*** INPUT DATA ***
use std::fmt::Display;

use chrono::TimeZone;
use parley_shared::constants::EMPTY_CHAT_LIST;
use parley_shared::{ConversationAggregator, ConversationSummary};
use parley_store::{MessageStore, Snapshot};
use serde::Serialize;
use tracing::{debug, warn};

/// What the chat list screen shows.
///
/// A failed fetch is [`Failed`](Self::Failed), never an empty
/// [`Ready`](Self::Ready): "no conversations" and "could not load" read
/// differently to the user.
#[derive(Debug, Clone, Default, PartialEq, Eq, Serialize)]
#[serde(tag = "state", content = "value", rename_all = "camelCase")]
pub enum ChatListState {
    #[default]
    Loading,
    Ready(Vec<ConversationSummary>),
    Failed(String),
}

impl ChatListState {
    pub fn from_snapshot<Tz>(
        snapshot: &Snapshot,
        aggregator: &ConversationAggregator<Tz>,
    ) -> Self
    where
        Tz: TimeZone,
        Tz::Offset: Display,
    {
        let records = snapshot.records();
        Self::Ready(aggregator.aggregate(&records))
    }

    /// Rows to draw; empty while loading or after a failure.
    pub fn conversations(&self) -> &[ConversationSummary] {
        match self {
            Self::Ready(summaries) => summaries,
            Self::Loading | Self::Failed(_) => &[],
        }
    }

    /// Text for a successfully loaded but empty list.
    pub fn empty_text(&self) -> Option<&'static str> {
        match self {
            Self::Ready(summaries) if summaries.is_empty() => Some(EMPTY_CHAT_LIST),
            _ => None,
        }
    }

    pub fn error(&self) -> Option<&str> {
        match self {
            Self::Failed(message) => Some(message),
            _ => None,
        }
    }
}

/// One-shot fetch of the chat list.
pub fn load_chat_list<S, Tz>(store: &S, aggregator: &ConversationAggregator<Tz>) -> ChatListState
where
    S: MessageStore + ?Sized,
    Tz: TimeZone,
    Tz::Offset: Display,
{
    match store.snapshot() {
        Ok(snapshot) => {
            let state = ChatListState::from_snapshot(&snapshot, aggregator);
            debug!(
                documents = snapshot.len(),
                conversations = state.conversations().len(),
                "chat list loaded"
            );
            state
        }
        Err(e) => {
            warn!(error = %e, "failed to load chat list");
            ChatListState::Failed(e.to_string())
        }
    }
}
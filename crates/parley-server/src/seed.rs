//! Sample conversations for `SEED_DEMO=true`.

use serde_json::{json, Value};

const MINUTE_MS: i64 = 60 * 1000;

/// A handful of messages across three conversations, the newest stamped at
/// `now_ms`. One message has no `chatId` and lands in the `unknown` row.
pub fn demo_documents(now_ms: i64) -> Vec<Value> {
    vec![
        json!({ "chatId": "dhea", "name": "Dhea Ayu", "message": "Are we still on for lunch?", "time": now_ms - 45 * MINUTE_MS }),
        json!({ "chatId": "dhea", "name": "Me", "message": "Yes, 12:30 works", "time": now_ms - 40 * MINUTE_MS, "isCurrentUser": true }),
        json!({ "chatId": "dhea", "name": "Dhea Ayu", "message": "See you there", "time": now_ms - 38 * MINUTE_MS }),
        json!({ "chatId": "team", "name": "Rafi", "message": "Standup moved to 10", "time": now_ms - 90 * MINUTE_MS }),
        json!({ "chatId": "team", "name": "Me", "message": "Thanks", "time": now_ms, "isCurrentUser": true }),
        json!({ "name": "Support", "message": "Welcome to Parley", "time": now_ms - 24 * 60 * MINUTE_MS }),
    ]
}
//! Presentation state shared by the screens.
//!
//! The store owns the authoritative message list. [`AppState`] keeps only the
//! most recent snapshot it was handed and the chat list derived from it; both
//! are replaced wholesale on every update.

use std::fmt::Display;

use chrono::TimeZone;
use parley_shared::{ConversationAggregator, ConversationId};
use parley_store::Snapshot;

use crate::chat_list::ChatListState;
use crate::session::User;
use crate::thread::ThreadView;
use crate::watcher::ChatListUpdate;

/// Central presentation state.
#[derive(Debug, Default)]
pub struct AppState {
    /// Signed-in account. `None` shows the login screen.
    pub user: Option<User>,

    /// Latest snapshot received from the store.
    latest: Option<Snapshot>,

    chat_list: ChatListState,
}

impl AppState {
    pub fn new() -> Self {
        Self::default()
    }

    pub fn chat_list(&self) -> &ChatListState {
        &self.chat_list
    }

    pub fn latest_snapshot(&self) -> Option<&Snapshot> {
        self.latest.as_ref()
    }

    /// Replace the cached snapshot and the chat list derived from it.
    pub fn apply_update(&mut self, update: ChatListUpdate) {
        self.latest = Some(update.snapshot);
        self.chat_list = update.chat_list;
    }

    pub fn apply_snapshot<Tz>(
        &mut self,
        snapshot: Snapshot,
        aggregator: &ConversationAggregator<Tz>,
    ) where
        Tz: TimeZone,
        Tz::Offset: Display,
    {
        let chat_list = ChatListState::from_snapshot(&snapshot, aggregator);
        self.apply_update(ChatListUpdate { snapshot, chat_list });
    }

    /// Record a failed fetch. The cached snapshot is dropped so no screen keeps
    /// rendering stale rows as if they were current.
    pub fn apply_failure(&mut self, error: impl Display) {
        self.latest = None;
        self.chat_list = ChatListState::Failed(error.to_string());
    }

    /// Thread view for a conversation from the cached snapshot; empty until
    /// the first snapshot arrives.
    pub fn thread<Tz>(&self, conversation: &ConversationId, tz: &Tz) -> ThreadView
    where
        Tz: TimeZone,
        Tz::Offset: Display,
    {
        match &self.latest {
            Some(snapshot) => ThreadView::from_snapshot(snapshot, Some(conversation), tz),
            None => ThreadView::default(),
        }
    }
}
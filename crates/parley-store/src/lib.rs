//! # parley-store
//!
//! The message store seam. In production the `chats` collection lives in a
//! hosted document database that owns durability, ordering and change
//! delivery; this crate describes what Parley needs from it
//! ([`MessageStore`]) and ships an in-process [`MemoryStore`] used by tests,
//! the HTTP service and local development. Nothing here is persisted.

pub mod memory;
pub mod snapshot;
pub mod store;

mod error;

pub use error::StoreError;
pub use memory::MemoryStore;
pub use snapshot::{DocumentId, Snapshot, StoredDocument};
pub use store::{MessageStore, Subscription};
***
:: TASK REQUIREMENTS ::
Could you restate every record above word for word?

:: SOLUTION FOR THIS TASK ::
use std::fmt::Display;

use chrono::TimeZone;
use parley_shared::constants::EMPTY_CHAT_LIST;
use parley_shared::{ConversationAggregator, ConversationSummary};
use parley_store::{MessageStore, Snapshot};
use serde::Serialize;
use tracing::{debug, warn};

/// What the chat list screen shows.
///
/// A failed fetch is [`Failed`](Self::Failed), never an empty
/// [`Ready`](Self::Ready): "no conversations" and "could not load" read
/// differently to the user.
#[derive(Debug, Clone, Default, PartialEq, Eq, Serialize)]
#[serde(tag = "state", content = "value", rename_all = "camelCase")]
pub enum ChatListState {
    #[default]
    Loading,
    Ready(Vec<ConversationSummary>),
    Failed(String),
}

impl ChatListState {
    pub fn from_snapshot<Tz>(
        snapshot: &Snapshot,
        aggregator: &ConversationAggregator<Tz>,
    ) -> Self
    where
        Tz: TimeZone,
        Tz::Offset: Display,
    {
        let records = snapshot.records();
        Self::Ready(aggregator.aggregate(&records))
    }

    /// Rows to draw; empty while loading or after a failure.
    pub fn conversations(&self) -> &[ConversationSummary] {
        match self {
            Self::Ready(summaries) => summaries,
            Self::Loading | Self::Failed(_) => &[],
        }
    }

    /// Text for a successfully loaded but empty list.
    pub fn empty_text(&self) -> Option<&'static str> {
        match self {
            Self::Ready(summaries) if summaries.is_empty() => Some(EMPTY_CHAT_LIST),
            _ => None,
        }
    }

    pub fn error(&self) -> Option<&str> {
        match self {
            Self::Failed(message) => Some(message),
            _ => None,
        }
    }
}

/// One-shot fetch of the chat list.
pub fn load_chat_list<S, Tz>(store: &S, aggregator: &ConversationAggregator<Tz>) -> ChatListState
where
    S: MessageStore + ?Sized,
    Tz: TimeZone,
    Tz::Offset: Display,
{
    match store.snapshot() {
        Ok(snapshot) => {
            let state = ChatListState::from_snapshot(&snapshot, aggregator);
            debug!(
                documents = snapshot.len(),
                conversations = state.conversations().len(),
                "chat list loaded"
            );
            state
        }
        Err(e) => {
            warn!(error = %e, "failed to load chat list");
            ChatListState::Failed(e.to_string())
        }
    }
}
filename crates/parley-server/src/seed.rs
//! Sample conversations for `SEED_DEMO=true`.

use serde_json::{json, Value};

const MINUTE_MS: i64 = 60 * 1000;

/// A handful of messages across three conversations, the newest stamped at
/// `now_ms`. One message has no `chatId` and lands in the `unknown` row.
pub fn demo_documents(now_ms: i64) -> Vec<Value> {
    vec![
        json!({ "chatId": "dhea", "name": "Dhea Ayu", "message": "Are we still on for lunch?", "time": now_ms - 45 * MINUTE_MS }),
        json!({ "chatId": "dhea", "name": "Me", "message": "Yes, 12:30 works", "time": now_ms - 40 * MINUTE_MS, "isCurrentUser": true }),
        json!({ "chatId": "dhea", "name": "Dhea Ayu", "message": "See you there", "time": now_ms - 38 * MINUTE_MS }),
        json!({ "chatId": "team", "name": "Rafi", "message": "Standup moved to 10", "time": now_ms - 90 * MINUTE_MS }),
        json!({ "chatId": "team", "name": "Me", "message": "Thanks", "time": now_ms, "isCurrentUser": true }),
        json!({ "name": "Support", "message": "Welcome to Parley", "time": now_ms - 24 * 60 * MINUTE_MS }),
    ]
}
//! Presentation state shared by the screens.
//!
//! The store owns the authoritative message list. [`AppState`] keeps only the
//! most recent snapshot it was handed and the chat list derived from it; both
//! are replaced wholesale on every update.

use std::fmt::Display;

use chrono::TimeZone;
use parley_shared::{ConversationAggregator, ConversationId};
use parley_store::Snapshot;

use crate::chat_list::ChatListState;
use crate::session::User;
use crate::thread::ThreadView;
use crate::watcher::ChatListUpdate;

/// Central presentation state.
#[derive(Debug, Default)]
pub struct AppState {
    /// Signed-in account. `None` shows the login screen.
    pub user: Option<User>,

    /// Latest snapshot received from the store.
    latest: Option<Snapshot>,

    chat_list: ChatListState,
}

impl AppState {
    pub fn new() -> Self {
        Self::default()
    }

    pub fn chat_list(&self) -> &ChatListState {
        &self.chat_list
    }

    pub fn latest_snapshot(&self) -> Option<&Snapshot> {
        self.latest.as_ref()
    }

    /// Replace the cached snapshot and the chat list derived from it.
    pub fn apply_update(&mut self, update: ChatListUpdate) {
        self.latest = Some(update.snapshot);
        self.chat_list = update.chat_list;
    }

    pub fn apply_snapshot<Tz>(
        &mut self,
        snapshot: Snapshot,
        aggregator: &ConversationAggregator<Tz>,
    ) where
        Tz: TimeZone,
        Tz::Offset: Display,
    {
        let chat_list = ChatListState::from_snapshot(&snapshot, aggregator);
        self.apply_update(ChatListUpdate { snapshot, chat_list });
    }

    /// Record a failed fetch. The cached snapshot is dropped so no screen keeps
    /// rendering stale rows as if they were current.
    pub fn apply_failure(&mut self, error: impl Display) {
        self.latest = None;
        self.chat_list = ChatListState::Failed(error.to_string());
    }

    /// Thread view for a conversation from the cached snapshot; empty until
    /// the first snapshot arrives.
    pub fn thread<Tz>(&self, conversation: &ConversationId, tz: &Tz) -> ThreadView
    where
        Tz: TimeZone,
        Tz::Offset: Display,
    {
        match &self.latest {
            Some(snapshot) => ThreadView::from_snapshot(snapshot, Some(conversation), tz),
            None => ThreadView::default(),
        }
    }
}
filename crates/parley-store/src/lib.rs
//! # parley-store
//!
//! The message store seam. In production the `chats` collection lives in a
//! hosted document database that owns durability, ordering and change
//! delivery; this crate describes what Parley needs from it
//! ([`MessageStore`]) and ships an in-process [`MemoryStore`] used by tests,
//! the HTTP service and local development. Nothing here is persisted.

pub mod memory;
pub mod snapshot;
pub mod store;

mod error;

pub use error::StoreError;
pub use memory::MemoryStore;
pub use snapshot::{DocumentId, Snapshot, StoredDocument};
pub use store::{MessageStore, Subscription};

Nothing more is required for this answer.